_The task_
Where a line of the data below has the string "broken", copy that line.

(Beginning of Records to use)

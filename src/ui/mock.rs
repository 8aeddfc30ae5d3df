//! Mock UI implementation for testing.
//!
//! `MockUI` implements the `UserInterface` trait and captures all
//! interactions for later assertion.
//!
//! # Example
//!
//! ```
//! use kettle::ui::{MockUI, UserInterface};
//!
//! let mut ui = MockUI::new();
//! ui.show_header("RUNNING");
//! ui.success("S01-load.sh");
//! ui.blank_line();
//!
//! assert_eq!(ui.headers(), &["RUNNING".to_string()]);
//! assert!(ui.has_success("S01-load.sh"));
//! assert_eq!(ui.blank_lines(), 1);
//! ```

use std::sync::{Arc, Mutex};

use super::{OutputMode, SpinnerHandle, UserInterface};

/// Mock UI implementation for testing.
#[derive(Debug, Default)]
pub struct MockUI {
    mode: OutputMode,
    messages: Vec<String>,
    successes: Vec<String>,
    warnings: Vec<String>,
    errors: Vec<String>,
    headers: Vec<String>,
    spinners: Vec<String>,
    spinner_results: Arc<Mutex<Vec<(String, SpinnerStatus)>>>,
    blank_lines: usize,
    transcript: Vec<String>,
}

impl MockUI {
    /// Create a new MockUI with Normal output mode.
    pub fn new() -> Self {
        Self::default()
    }

    /// Create a new MockUI with a specific output mode.
    pub fn with_mode(mode: OutputMode) -> Self {
        Self {
            mode,
            ..Default::default()
        }
    }

    /// Get all captured messages.
    pub fn messages(&self) -> &[String] {
        &self.messages
    }

    /// Get all captured success messages.
    pub fn successes(&self) -> &[String] {
        &self.successes
    }

    /// Get all captured warning messages.
    pub fn warnings(&self) -> &[String] {
        &self.warnings
    }

    /// Get all captured error messages.
    pub fn errors(&self) -> &[String] {
        &self.errors
    }

    /// Get all captured headers.
    pub fn headers(&self) -> &[String] {
        &self.headers
    }

    /// Get all spinner start messages.
    pub fn spinners(&self) -> &[String] {
        &self.spinners
    }

    /// Finish message and status of every spinner, in finish order.
    pub fn spinner_results(&self) -> Vec<(String, SpinnerStatus)> {
        self.spinner_results
            .lock()
            .map(|r| r.clone())
            .unwrap_or_default()
    }

    /// Number of blank lines emitted.
    pub fn blank_lines(&self) -> usize {
        self.blank_lines
    }

    /// Every call in order, as `kind:text` entries.
    pub fn transcript(&self) -> &[String] {
        &self.transcript
    }

    /// Check if a specific message was shown.
    pub fn has_message(&self, msg: &str) -> bool {
        self.messages.iter().any(|m| m.contains(msg))
    }

    /// Check if a specific success message was shown.
    pub fn has_success(&self, msg: &str) -> bool {
        self.successes.iter().any(|m| m.contains(msg))
    }

    /// Check if a specific error was shown.
    pub fn has_error(&self, msg: &str) -> bool {
        self.errors.iter().any(|m| m.contains(msg))
    }

    /// Check if a specific warning was shown.
    pub fn has_warning(&self, msg: &str) -> bool {
        self.warnings.iter().any(|m| m.contains(msg))
    }

    fn log(&mut self, kind: &str, text: &str) {
        self.transcript.push(format!("{}:{}", kind, text));
    }
}

impl UserInterface for MockUI {
    fn output_mode(&self) -> OutputMode {
        self.mode
    }

    fn message(&mut self, msg: &str) {
        self.log("message", msg);
        self.messages.push(msg.to_string());
    }

    fn success(&mut self, msg: &str) {
        self.log("success", msg);
        self.successes.push(msg.to_string());
    }

    fn warning(&mut self, msg: &str) {
        self.log("warning", msg);
        self.warnings.push(msg.to_string());
    }

    fn error(&mut self, msg: &str) {
        self.log("error", msg);
        self.errors.push(msg.to_string());
    }

    fn start_spinner(&mut self, message: &str) -> Box<dyn SpinnerHandle> {
        self.log("spinner", message);
        self.spinners.push(message.to_string());
        Box::new(MockSpinner {
            results: Some(Arc::clone(&self.spinner_results)),
            ..Default::default()
        })
    }

    fn show_header(&mut self, title: &str) {
        self.log("header", title);
        self.headers.push(title.to_string());
    }

    fn blank_line(&mut self) {
        self.log("blank", "");
        self.blank_lines += 1;
    }

    fn is_interactive(&self) -> bool {
        false
    }

    fn set_output_mode(&mut self, mode: OutputMode) {
        self.mode = mode;
    }
}

/// Status of a mock spinner when finished.
#[derive(Debug, Clone, Copy, PartialEq, Eq)]
pub enum SpinnerStatus {
    /// Finished successfully.
    Success,
    /// Finished with error.
    Error,
    /// Finished as skipped.
    Skipped,
}

/// Mock spinner that records how it finished.
#[derive(Debug, Default)]
pub struct MockSpinner {
    messages: Vec<String>,
    finish_message: Option<String>,
    status: Option<SpinnerStatus>,
    results: Option<Arc<Mutex<Vec<(String, SpinnerStatus)>>>>,
}

impl MockSpinner {
    /// Create a new mock spinner.
    pub fn new() -> Self {
        Self::default()
    }

    /// Get all messages set during spinning.
    pub fn messages(&self) -> &[String] {
        &self.messages
    }

    /// Get the final finish message.
    pub fn finish_message(&self) -> Option<&str> {
        self.finish_message.as_deref()
    }

    /// Get the final status.
    pub fn status(&self) -> Option<SpinnerStatus> {
        self.status
    }

    fn finish(&mut self, msg: &str, status: SpinnerStatus) {
        self.finish_message = Some(msg.to_string());
        self.status = Some(status);
        if let Some(results) = &self.results {
            if let Ok(mut results) = results.lock() {
                results.push((msg.to_string(), status));
            }
        }
    }
}

impl SpinnerHandle for MockSpinner {
    fn set_message(&mut self, msg: &str) {
        self.messages.push(msg.to_string());
    }

    fn finish_success(&mut self, msg: &str) {
        self.finish(msg, SpinnerStatus::Success);
    }

    fn finish_error(&mut self, msg: &str) {
        self.finish(msg, SpinnerStatus::Error);
    }

    fn finish_skipped(&mut self, msg: &str) {
        self.finish(msg, SpinnerStatus::Skipped);
    }
}

#[cfg(test)]
mod tests {
    use super::*;

    #[test]
    fn mock_ui_captures_messages() {
        let mut ui = MockUI::new();
        ui.message("hello");
        ui.success("done");
        ui.warning("careful");
        ui.error("broken");

        assert_eq!(ui.messages(), &["hello".to_string()]);
        assert!(ui.has_success("done"));
        assert!(ui.has_warning("careful"));
        assert!(ui.has_error("broken"));
    }

    #[test]
    fn mock_ui_transcript_keeps_order() {
        let mut ui = MockUI::new();
        ui.show_header("SOURCING");
        ui.show_header("RUNNING");
        ui.blank_line();

        assert_eq!(
            ui.transcript(),
            &[
                "header:SOURCING".to_string(),
                "header:RUNNING".to_string(),
                "blank:".to_string()
            ]
        );
    }

    #[test]
    fn mock_ui_records_spinner_results() {
        let mut ui = MockUI::new();
        let mut spinner = ui.start_spinner("S01.sh");
        spinner.finish_error("S01.sh failed");

        assert_eq!(ui.spinners(), &["S01.sh".to_string()]);
        assert_eq!(
            ui.spinner_results(),
            vec![("S01.sh failed".to_string(), SpinnerStatus::Error)]
        );
    }

    #[test]
    fn mock_spinner_captures_finish() {
        let mut spinner = MockSpinner::new();
        spinner.set_message("working");
        spinner.finish_skipped("clean");

        assert_eq!(spinner.messages(), &["working".to_string()]);
        assert_eq!(spinner.finish_message(), Some("clean"));
        assert_eq!(spinner.status(), Some(SpinnerStatus::Skipped));
    }

    #[test]
    fn mock_ui_output_mode() {
        let mut ui = MockUI::with_mode(OutputMode::Verbose);
        assert_eq!(ui.output_mode(), OutputMode::Verbose);
        ui.set_output_mode(OutputMode::Quiet);
        assert_eq!(ui.output_mode(), OutputMode::Quiet);
    }

    #[test]
    fn command_output_only_in_verbose() {
        let mut ui = MockUI::new();
        ui.command_output("hidden");
        assert!(ui.messages().is_empty());

        ui.set_output_mode(OutputMode::Verbose);
        ui.command_output("shown");
        assert!(ui.has_message("shown"));
    }
}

(End of Records to use)

_Task solution_
        ui.error("broken");
        assert!(ui.has_error("broken"));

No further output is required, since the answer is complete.